All these connections have been part of my previous research. Optimal transport can be used in many other problems. People realise this but sometimes they don't realise how to extract the information you need from it. This is a very deep mathematical question that requires some knowledge of PDEs and there are a lot of questions related to these PDEs that still go unanswered. I have a lot of lines of investigation in mind.

Another thing that I've been doing is exploring free-boundary problems where you try and understand phase transitions. A very simple example is the problem of ice turning into water. You have ice and water and you try to understand how the interface between the two changes in time.
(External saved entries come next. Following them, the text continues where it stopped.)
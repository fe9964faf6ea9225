pub mod cli;
pub mod config;
pub mod damage;
pub mod data;
pub mod logging;
pub mod server;
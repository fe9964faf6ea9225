//! Per-type dispatch for passive skills. Each [SkillType] maps to exactly one
//! [SkillEffect]; the match below is exhaustive, so a new skill type does not compile
//! until it is given an effect here.

use crate::data::character::{Character, PassiveSkill, SkillType};

/// What a single passive skill does to one calculation.
#[derive(Debug, Clone, Copy, PartialEq)]
pub enum SkillEffect {
    /// Flat defense added on top of base defense.
    DefenseBoost(f64),
    /// Defense added by infinite stacking.
    StackingBoost(f64),
    /// Percentage points of damage reduction.
    DamageReduction(f64),
    /// No numeric effect in this calculation.
    Inert,
}

#[derive(Debug, Clone, Copy, PartialEq)]
pub struct SkillContext {
    pub base_defense: f64,
    pub attack_count: i64,
    pub infinite_stacking_enabled: bool,
}

impl SkillContext {
    pub fn for_character(character: &Character, base_defense: f64, attack_count: i64) -> Self {
        Self {
            base_defense,
            attack_count,
            infinite_stacking_enabled: character.infinite_defense_stacking,
        }
    }
}

pub fn skill_effect(skill: &PassiveSkill, context: &SkillContext) -> SkillEffect {
    match skill.skill_type {
        SkillType::DefenseBoost => {
            SkillEffect::DefenseBoost(context.base_defense * (skill.value / 100.0))
        }
        SkillType::InfiniteStacking if context.infinite_stacking_enabled => {
            SkillEffect::StackingBoost(infinite_stacking_bonus(
                skill.value,
                context.base_defense,
                context.attack_count,
            ))
        }
        SkillType::InfiniteStacking => SkillEffect::Inert,
        SkillType::DamageReduction => SkillEffect::DamageReduction(skill.value),
        // Guard is driven by the character's guard_ability flag, not by skills.
        SkillType::Guard => SkillEffect::Inert,
    }
}

/// `value` percent of base defense per attack taken. Uncapped.
pub fn infinite_stacking_bonus(value: f64, base_defense: f64, attack_count: i64) -> f64 {
    if attack_count <= 0 {
        return 0.0;
    }
    let total_rate = value * attack_count as f64;
    base_defense * (total_rate / 100.0)
}

pub fn active_effects<'a>(
    character: &'a Character,
    context: &'a SkillContext,
) -> impl Iterator<Item = (&'a PassiveSkill, SkillEffect)> + 'a {
    character
        .passive_skills
        .iter()
        .map(move |skill| (skill, skill_effect(skill, context)))
        .filter(|(_, effect)| *effect != SkillEffect::Inert)
}
use axum::http::StatusCode;
use axum::response::{IntoResponse, Response};
use axum::Json;
use serde::Serialize;
use serde_json::Value;
use thiserror::Error;

use crate::config::Settings;
use crate::damage::{DamageCalculationRequest, ValidationIssue};

pub const SERVICE_NAME: &str = "dokkan-damage-calculator-api";

#[derive(Debug, Clone, Serialize)]
pub struct ValidationErrorResponse {
    pub status: &'static str,
    pub message: &'static str,
    pub errors: Vec<ValidationIssue>,
}

#[derive(Debug, Clone, Serialize)]
pub struct ErrorBody {
    pub code: &'static str,
    pub message: String,
    pub details: Option<String>,
}

#[derive(Debug, Clone, Serialize)]
pub struct HealthResponse {
    pub status: &'static str,
    pub service: &'static str,
}

#[derive(Debug, Clone, Serialize)]
pub struct RootResponse {
    pub message: String,
    pub version: String,
    pub status: &'static str,
    pub docs_url: &'static str,
    pub redoc_url: &'static str,
}

#[derive(Debug, Error)]
pub enum ApiError {
    #[error("invalid request: {} issue(s)", .0.len())]
    Validation(Vec<ValidationIssue>),

    #[error("character '{0}' not found")]
    CharacterNotFound(String),

    #[error("damage calculation failed: {0}")]
    Calculation(String),
}

impl IntoResponse for ApiError {
    fn into_response(self) -> Response {
        match self {
            Self::Validation(errors) => (
                StatusCode::UNPROCESSABLE_ENTITY,
                Json(ValidationErrorResponse {
                    status: "error",
                    message: "Validation failed",
                    errors,
                }),
            )
                .into_response(),
            Self::CharacterNotFound(id) => (
                StatusCode::NOT_FOUND,
                Json(ErrorBody {
                    code: "CHARACTER_NOT_FOUND",
                    message: format!("Character ID '{id}' was not found"),
                    details: Some("Specify a valid character ID".to_string()),
                }),
            )
                .into_response(),
            Self::Calculation(details) => {
                tracing::error!(%details, "damage calculation failed");
                (
                    StatusCode::INTERNAL_SERVER_ERROR,
                    Json(ErrorBody {
                        code: "CALCULATION_ERROR",
                        message: "An error occurred while calculating damage".to_string(),
                        details: Some(details),
                    }),
                )
                    .into_response()
            }
        }
    }
}

/// Parse and range-check a calculation body. Malformed JSON is reported against the
/// `body` field; missing, mistyped and out-of-range values against the offending field.
pub fn parse_calculation_request(body: &[u8]) -> Result<DamageCalculationRequest, ApiError> {
    let raw: Value = serde_json::from_slice(body).map_err(|err| {
        ApiError::Validation(vec![ValidationIssue::new("body", format!("Invalid JSON: {err}"))])
    })?;
    let request = DamageCalculationRequest::from_json(&raw).map_err(ApiError::Validation)?;
    request.validate().map_err(ApiError::Validation)?;
    Ok(request)
}

pub fn health_payload() -> HealthResponse {
    HealthResponse {
        status: "healthy",
        service: SERVICE_NAME,
    }
}

pub fn root_payload(settings: &Settings) -> RootResponse {
    RootResponse {
        message: format!("Welcome to the {}", settings.app_name),
        version: settings.app_version.clone(),
        status: "running",
        docs_url: "/docs",
        redoc_url: "/redoc",
    }
}

#[derive(Debug, Clone, Serialize)]
pub struct RouteNotFound {
    pub status: &'static str,
    pub message: &'static str,
}

pub fn route_not_found_payload() -> RouteNotFound {
    RouteNotFound {
        status: "error",
        message: "Route not found",
    }
}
There are so many open questions related to this that I am still working on.

How do you see things in the next five years for your research?

It's always difficult to predict. Sometimes discoveries come out very unexpectedly, sometimes you feel like problems are moving very well. Right now I'm extremely happy and excited about the applications of these free boundary problems and phase transition problems. I will talk about it in my plenary lectures here at ICM. We very recently made some discoveries that really opened directions allowing us to solve problems that have been unsolved for forty years.

Other than that you never know. I remember thinking about a question related to cloud movement, behind which lies a mathematical equation called Monge-Ampere equation. I started thinking about it in 2005 when I was still a student and I found a solution in 2012, and it was a really important achievement. Mathematics is like that, some things you feel are going well, for others you need to be patient. That, I think, is a very important thing and understood at European level. Five years, the length of an ERC grant, is a great time to be supported for.

I think applying for grants is a very interesting intellectual process because it gives one the time to write a project and decide which problems are worth investing time in. Then you need to convince the evaluator that those problems are indeed worthy. This is important. If you don't put some thought in your research maybe you get distracted with unimportant question. But another aspect of this is, once you've been convinced by a person's ideas, you have to give that person the freedom and the time to work on his questions. You cannot put a limit on it. That's why the ERC's is a very good formula. The support is extremely generous and I am extremely happy that Europe is investing in this.